Mohammed est arrivé seul en Allemagne (une partie de sa famille est en Turquie, et une autre restée en Syrie). Je ne connais pas les raisons du choix de l'Allemagne pour Mohammed précisément, mais lorsque nous avons (péniblement, Mohammed ne parle pas Anglais, nous nous sommes débrouillés avec notre allemand -le sien étant bien meilleur que le mien, après un peu plus de 6 mois en Allemagne-) parlé de la France, Mohammed était un peu gêné de me dire que les musulmans n'avaient pas l'air d'être bien vus ici. Je lui ai dit qu'il avait raison, que ce pays voyait l'islamophobie envahir petit à petit chaque région de notre pays.
C'est aussi la raison qui me pousse à écrire cet article, ce que je lui ai dit, aussi.
En effet, quand j'étais petite, on ne nous parlait pas d'Arabes ni de musulmans ou de noirs, et pourtant je suis originaire d'une petite ville dont la région a accueilli de nombreux immigrés, d'abord des Harkis en 1962, puis des Turcs.
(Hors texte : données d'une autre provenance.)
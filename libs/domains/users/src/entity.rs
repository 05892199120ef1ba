use sea_orm::entity::prelude::*;
use sea_orm::ActiveValue::Set;
use serde::{Deserialize, Serialize};

/// Sea-ORM Entity for the users table
#[derive(Clone, Debug, PartialEq, DeriveEntityModel, Serialize, Deserialize)]
#[sea_orm(table_name = "users")]
pub struct Model {
    #[sea_orm(primary_key, auto_increment = false)]
    pub id: Uuid,
    pub name: String,
    #[sea_orm(unique)]
    pub email: String,
    pub created_at: DateTimeWithTimeZone,
    pub updated_at: DateTimeWithTimeZone,
}

#[derive(Copy, Clone, Debug, EnumIter, DeriveRelation)]
pub enum Relation {}

impl ActiveModelBehavior for ActiveModel {}

impl From<Model> for crate::models::User {
    fn from(model: Model) -> Self {
        Self {
            id: model.id,
            name: model.name,
            email: model.email,
            created_at: model.created_at.into(),
            updated_at: model.updated_at.into(),
        }
    }
}

impl From<crate::models::CreateUser> for ActiveModel {
    fn from(input: crate::models::CreateUser) -> Self {
        ActiveModel {
            id: Set(Uuid::now_v7()),
            name: Set(input.name),
            email: Set(input.email),
            created_at: Set(chrono::Utc::now().into()),
            updated_at: Set(chrono::Utc::now().into()),
        }
    }
}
La région était riche d'emplois dans l'industrie textile, la métallurgie et l'industrie automobile, et l'arrivée des ces immigrés était une chance pour la région.
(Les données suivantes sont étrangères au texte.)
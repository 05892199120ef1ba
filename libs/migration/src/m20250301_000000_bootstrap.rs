use sea_orm_migration::prelude::*;

#[derive(DeriveMigrationName)]
pub struct Migration;

#[async_trait::async_trait]
impl MigrationTrait for Migration {
    async fn up(&self, manager: &SchemaManager) -> Result<(), DbErr> {
        // Enable pgcrypto extension for UUID generation
        manager
            .get_connection()
            .execute_unprepared("CREATE EXTENSION IF NOT EXISTS pgcrypto")
            .await?;

        // Create util schema for utility functions
        manager
            .get_connection()
            .execute_unprepared("CREATE SCHEMA IF NOT EXISTS util")
            .await?;

        // Create touch_updated_at trigger function
        manager
            .get_connection()
            .execute_unprepared(
                r#"
                CREATE OR REPLACE FUNCTION util.touch_updated_at()
                RETURNS TRIGGER AS $$
                BEGIN
                    NEW.updated_at = NOW();
                    RETURN NEW;
                END;
                $$ LANGUAGE plpgsql
                "#,
            )
            .await?;

        Ok(())
    }

    async fn down(&self, manager: &SchemaManager) -> Result<(), DbErr> {
        manager
            .get_connection()
            .execute_unprepared("DROP FUNCTION IF EXISTS util.touch_updated_at()")
            .await?;

        manager
            .get_connection()
            .execute_unprepared("DROP SCHEMA IF EXISTS util CASCADE")
            .await?;

        // Note: We don't drop pgcrypto as other databases might depend on it

        Ok(())
    }
}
Bien sûr il y avait du racisme latent, mais rien de comparable avec le sentiment de haine qu'on ressent aujourd'hui, certainement encore amplifié par les récents attentats commandités par ISIS.
Si on fait de l'histoire de comptoir de bistrot, il n'y a même pas besoin d'aller très loin pour se souvenir que, pendant la guerre, beaucoup de nos compatriotes (les plus aisés, comme les Syriens qui arrivent à quitter leur pays) avaient fuit le pays, ou pour certains, s'étaient rendus en zone non-occupée.
A 21 ans, tu ne subis pas une guerre que tu n'as pas choisie, tu as des rêves, tu veux réussir, t'amuser. Tu ne veux pas vivre la peur au ventre. Bref, tu veux être libre.
Et en Allemagne, l'accueil est réalisé dans d'excellentes conditions. En même temps, Mohammed ne pourra jamais demander la nationalité allemande puisqu'elle est régie par les droits du sang, et non du sol.
Mais comme nos gouvernants aiment prendre l'Allemagne comme pays de référence, allons-y.
Le hasard a fait que Mohammed ait été accueilli chez M. et K.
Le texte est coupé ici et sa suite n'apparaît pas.